Lastly, focus on the traditional sales and marketing funnel. A YouTube marketing or sales funnel outlines the user journey from the initial impression to the moment they become a subscriber and beyond. For example, the first step in your funnel would be to attract potential viewers with your thumbnail images and video descriptions, while the last step might be to encourage your subscribers to receive an alert whenever you post a new video.
Source: Awesome Creator Academy
Your first point of contact with potential viewers is almost always your thumbnail, so it’s important that your thumbnail uses great imagery, and typography, and helps create a picture of what the viewer can expect from clicking your video. When you’re able to successfully achieve this at the top of the funnel, you’re more likely to increase impressions and watch hours towards the bottom of the funnel.
It’s important for YouTube creators to analyze their content and identify areas of opportunity and improvement. YouTube Studio and YouTube Analytics are free tools that help you dissect your content to learn more about what’s working and what isn’t working. There are plenty of powerful insights you can glean here. For example, you’ll be able to determine at which points in your video your audience seems to be losing interest. From here, you can begin to reevaluate your content outline and create a narrative arc that’s engaging from beginning to end.
One of the best ways to increase your watch time and boost your engagement is to break up the static shots in your content. In film, a static shot refers to a point in time where the camera stays fixed and focused on a single subject. Although there are different types of static shots, it’s crucial that you interject with more dynamic shots. For example, overlay an information video with b-rolls; secondary visual shots that are spliced together with your main footage to further illustrate your point, bolster your story, or create dramatic tension. This is especially important for long reviews or instructional videos containing hours of video.
In order to qualify for Partner eligibility, you’re required to abide by monetization rules. If you’re new to the platform, this can be somewhat confusing—especially since YouTube changes its terms and services semi-regularly.
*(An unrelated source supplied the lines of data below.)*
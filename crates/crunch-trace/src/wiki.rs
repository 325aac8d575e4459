use std::collections::HashSet;
use std::fs;
use std::io::Write;
use std::path::{Path, PathBuf};
use std::thread;
use std::time::Duration;

use crunch_core::{from_json_slice, slugify_filename, CrunchError, ErrorInfo};
use flate2::write::ZlibEncoder;
use flate2::Compression;
use log::{debug, info};
use serde::Deserialize;
use serde_json::Value;

/// MediaWiki endpoint of the English Wikipedia.
pub const WIKIPEDIA_API: &str = "https://en.wikipedia.org/w/api.php";

const PAGE_LIMIT: &str = "20";

fn http_error(code: &str, err: impl ToString) -> CrunchError {
    CrunchError::Http(ErrorInfo::new(code, err.to_string()))
}

/// One page of revision query results.
pub trait RevisionSource {
    /// Fetches the next batch of revisions for `title`, oldest first.
    ///
    /// `cont` is the continuation token of the previous batch; on the first
    /// request `start` (a revision id) may be used to skip older revisions.
    fn fetch_page(
        &mut self,
        title: &str,
        start: Option<u64>,
        cont: Option<&str>,
    ) -> Result<Value, CrunchError>;
}

/// Blocking MediaWiki client.
#[derive(Clone)]
pub struct UreqSource {
    agent: ureq::Agent,
    endpoint: String,
}

impl UreqSource {
    /// Client against the given API endpoint.
    pub fn new(endpoint: impl Into<String>) -> Self {
        Self {
            agent: ureq::Agent::new_with_defaults(),
            endpoint: endpoint.into(),
        }
    }
}

impl Default for UreqSource {
    fn default() -> Self {
        Self::new(WIKIPEDIA_API)
    }
}

impl RevisionSource for UreqSource {
    fn fetch_page(
        &mut self,
        title: &str,
        start: Option<u64>,
        cont: Option<&str>,
    ) -> Result<Value, CrunchError> {
        let mut request = self
            .agent
            .get(&self.endpoint)
            .query("action", "query")
            .query("prop", "revisions")
            .query("titles", title)
            .query("rvprop", "ids|timestamp|content")
            .query("rvslots", "main")
            .query("rvdir", "newer")
            .query("rvlimit", PAGE_LIMIT)
            .query("format", "json")
            .query("formatversion", "2");
        if let Some(cont) = cont {
            request = request.query("rvcontinue", cont);
        } else if let Some(start) = start {
            request = request.query("rvstartid", start.to_string());
        }
        let mut response = request
            .call()
            .map_err(|err| http_error("http-request", err))?;
        response
            .body_mut()
            .read_json::<Value>()
            .map_err(|err| http_error("http-body", err))
    }
}

#[derive(Debug, Deserialize)]
struct QueryResponse {
    query: QueryBody,
    #[serde(rename = "continue")]
    cont: Option<Continuation>,
}

#[derive(Debug, Deserialize)]
struct QueryBody {
    #[serde(default)]
    pages: Vec<PageRevisions>,
}

#[derive(Debug, Deserialize)]
struct PageRevisions {
    title: String,
    #[serde(default)]
    revisions: Vec<Value>,
}

#[derive(Debug, Deserialize)]
struct Continuation {
    rvcontinue: String,
}

/// On-disk cache of fetched revisions.
#[derive(Debug, Clone, PartialEq, Eq)]
pub struct WikiCache {
    root: PathBuf,
}

impl WikiCache {
    /// Cache rooted at `root` (conventionally `.wiki-revs`).
    pub fn new(root: impl Into<PathBuf>) -> Self {
        Self { root: root.into() }
    }

    /// File listing the revision ids fetched for `title`.
    pub fn ids_path(&self, title: &str) -> PathBuf {
        self.root.join(format!("{}_ids", slugify_filename(title)))
    }

    /// File holding one compressed revision.
    pub fn revision_path(&self, revid: u64) -> PathBuf {
        self.root.join(format!("{revid}.zlib"))
    }

    /// Known revision ids for `title`, empty when nothing was fetched yet.
    pub fn load_ids(&self, title: &str) -> Result<Vec<u64>, CrunchError> {
        let path = self.ids_path(title);
        if !path.exists() {
            return Ok(Vec::new());
        }
        let bytes = fs::read(&path).map_err(|err| CrunchError::io("ids-read", &path, err))?;
        from_json_slice(&bytes)
    }

    fn store_ids(&self, title: &str, ids: &[u64]) -> Result<(), CrunchError> {
        let path = self.ids_path(title);
        let bytes = serde_json::to_vec(ids)
            .map_err(|err| CrunchError::Serde(ErrorInfo::new("json_serialize", err.to_string())))?;
        write_file(&path, &bytes, "ids-write")
    }

    fn store_revision(&self, revid: u64, revision: &Value) -> Result<(), CrunchError> {
        let path = self.revision_path(revid);
        let json = serde_json::to_vec(revision)
            .map_err(|err| CrunchError::Serde(ErrorInfo::new("json_serialize", err.to_string())))?;
        let mut encoder = ZlibEncoder::new(Vec::new(), Compression::default());
        let bytes = encoder
            .write_all(&json)
            .and_then(|_| encoder.finish())
            .map_err(|err| CrunchError::io("revision-compress", &path, err))?;
        write_file(&path, &bytes, "revision-write")
    }

    fn ensure_root(&self) -> Result<(), CrunchError> {
        fs::create_dir_all(&self.root).map_err(|err| CrunchError::io("cache-dir", &self.root, err))
    }
}

fn write_file(path: &Path, bytes: &[u8], code: &str) -> Result<(), CrunchError> {
    fs::write(path, bytes).map_err(|err| CrunchError::io(code, path, err))
}

/// Fetch limits.
#[derive(Debug, Clone, Copy, PartialEq, Eq)]
pub struct FetchOptions {
    /// Stop once this many revision ids are known.
    pub target: usize,
    /// Pause between consecutive requests.
    pub delay: Duration,
}

impl Default for FetchOptions {
    fn default() -> Self {
        Self {
            target: 500,
            delay: Duration::from_secs(1),
        }
    }
}

/// Outcome of [`fetch_revisions`].
#[derive(Debug, Clone, PartialEq, Eq)]
pub struct FetchSummary {
    /// Revision ids known after the run.
    pub total: usize,
    /// Revisions newly stored by this run.
    pub added: usize,
    /// Requests issued.
    pub requests: usize,
}

/// Pages through the revision history of `title`, caching every revision.
///
/// Ids already present in the cache are not fetched again; a resumed run
/// starts from the newest known revision.
pub fn fetch_revisions<S>(
    source: &mut S,
    cache: &WikiCache,
    title: &str,
    options: &FetchOptions,
) -> Result<FetchSummary, CrunchError>
where
    S: RevisionSource + ?Sized,
{
    cache.ensure_root()?;
    let mut ids = cache.load_ids(title)?;
    let mut known: HashSet<u64> = ids.iter().copied().collect();
    let start = ids.last().copied();
    if let Some(start) = start {
        info!("resuming {} from revision {} ({} known)", title, start, ids.len());
    }

    let mut cont: Option<String> = None;
    let mut added = 0;
    let mut requests = 0;
    loop {
        let raw = source.fetch_page(title, start, cont.as_deref())?;
        requests += 1;
        let response: QueryResponse = serde_json::from_value(raw)
            .map_err(|err| CrunchError::Serde(ErrorInfo::new("wiki-response", err.to_string())))?;

        for page in response.query.pages {
            debug!("page {}", page.title);
            if page.title != title {
                continue;
            }
            for revision in page.revisions {
                let revid = revision.get("revid").and_then(Value::as_u64).ok_or_else(|| {
                    CrunchError::Serde(
                        ErrorInfo::new("wiki-response", "revision without revid")
                            .with_context("title", title),
                    )
                })?;
                if known.insert(revid) {
                    cache.store_revision(revid, &revision)?;
                    ids.push(revid);
                    added += 1;
                }
            }
            cache.store_ids(title, &ids)?;
        }

        let Some(next) = response.cont else {
            break;
        };
        info!("{}: {} revisions, continuing at {}", title, ids.len(), next.rvcontinue);
        cont = Some(next.rvcontinue);
        if ids.len() >= options.target {
            break;
        }
        thread::sleep(options.delay);
    }

    Ok(FetchSummary {
        total: ids.len(),
        added,
        requests,
    })
}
YouTube will check your channel to see if it’s suitable to monetize. They’ll take a look at the main theme of your YouTube channel, most viewed videos, newest videos, video metadata, and the biggest proportion of watch time.
Next, if you want to get paid for YouTube views through ad revenue, you must meet advertiser-friendly guidelines. They’ll be assessing your channel for inappropriate videos including spam and deceptive practices, hate speech, harassment, and child safety.
YouTube also prohibits you from creating repetitious content; content that is so similar from video to video that the viewer cannot tell the difference. While content can certainly follow a similar pattern, Google will block monetization for your entire channel if you’re consistently creating content with the same theme and template. Think of this as the YouTube version of Google’s duplicate content red flag. YouTube wants to create a user-friendly platform where viewers are able to access the most relevant content, and where search results show a diverse selection.
Becoming a YouTube Partner is the first step toward turning your YouTube channel into a money-making machine. Although the requirements are simple, building a following and meeting those requirements take hard work and dedication. Consistency is key. Continue to produce, rework, and analyze your metrics. Before you know it, you’ll be able to take advantage of YouTube’s growing arsenal of monetization tools.